Кончаю следующею мыслию. Положим, я умер бы; верится, что узнав про мою смерть, Вы бы простили мне все мои промахи и ошибки и вспомнили бы про одно хорошее; все хорошее воскресло бы, все дурное умерло бы. Я настаиваю на этом слове: воскресло бы!

В чудесном событии 17 октября есть близкое к Воскресенью, и именно к Светлому Воскресенью, когда все мертвое воскресает, когда всякому всякий прощает!

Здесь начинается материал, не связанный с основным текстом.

//! Enrollment Edge Server - 课程市场报名与推广结算服务
//!
//! # 架构概述
//!
//! 本模块是报名服务的主入口，提供以下核心功能：
//!
//! - **报名会话** (`enrollment`): 显式状态机驱动的座位预留、支付凭证流程
//! - **推广结算** (`referral`): 跟踪链接归因与佣金计算
//! - **数据库** (`db`): 嵌入式 SQLite 存储 (sqlx, WAL)
//! - **HTTP API** (`api`): RESTful API 接口
//!
//! # 模块结构
//!
//! ```text
//! enroll-server/src/
//! ├── core/          # 配置、状态、服务器
//! ├── api/           # HTTP 路由和处理器
//! ├── db/            # 数据库层 (连接池、仓储)
//! ├── enrollment/    # 报名会话状态机
//! ├── referral/      # 推广归因与佣金
//! └── utils/         # 工具函数 (日志、验证)
//! ```

pub mod api;
pub mod core;
pub mod db;
pub mod enrollment;
pub mod referral;
pub mod utils;

// Re-export 公共类型
pub use crate::core::{build_router, Config, Server, ServerState};
pub use db::DbService;
pub use enrollment::{SessionManager, SessionState};
pub use referral::ReferralToken;
pub use utils::{AppError, AppResult};

// Re-export unified error types from shared
pub use utils::{ApiResponse, ErrorCategory, ErrorCode};

// Re-export logger functions
pub use utils::logger::{init_logger, init_logger_with_file};

pub fn print_banner() {
    println!(
        r#"
    ______                 ____
   / ____/___  _________  / / /
  / __/ / __ \/ ___/ __ \/ / /
 / /___/ / / / /  / /_/ / / /
/_____/_/ /_/_/   \____/_/_/
    ______    __
   / ____/___/ /___ ____
  / __/ / __  / __ `/ _ \
 / /___/ /_/ / /_/ /  __/
/_____/\__,_/\__, /\___/
            /____/
    "#
    );
}

/// 设置运行环境：加载 .env、创建工作目录、初始化日志
///
/// 返回日志 appender 的 guard，需在进程生命周期内持有。
pub fn setup_environment()
-> anyhow::Result<Option<tracing_appender::non_blocking::WorkerGuard>> {
    dotenv::dotenv().ok();

    let config = Config::from_env();
    std::fs::create_dir_all(&config.work_dir)?;

    let log_dir = std::path::PathBuf::from(config.log_dir());
    let guard = utils::logger::init_logger_with_file(
        "info",
        config.is_production(),
        Some(log_dir.as_path()),
    )?;
    Ok(guard)
}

Отчего бы ради этого дня не сделать для меня, не дожидаясь до смерти моей, то, что сделали бы Вы в случае смерти – воскресить доброе прошлое, мною не запачканное, и на нем основать тот новый завет, о котором я прошу?

Кому он повредил бы?

Но затем, как бы тяжело и скорбно не было остановиться на предположении, что даже ради чуда 17 октября, ради всеобщего, необыкновенного праздника Вы не признаете нужным меня допустить до радости Вас увидеть, то хоть словечко доброе черкните, и я, если то признаете нужным, сделаю все, что могу, чтобы письменно представить Вам с одобрения И. Н. Д[урново] полную и краткую записку по вопросу о спасении проекта гр. Толстого. Бог поможет, хотя, повторяю, нужда Вас увидеть не только сердечная, но нужда разума по многим государственным вопросам.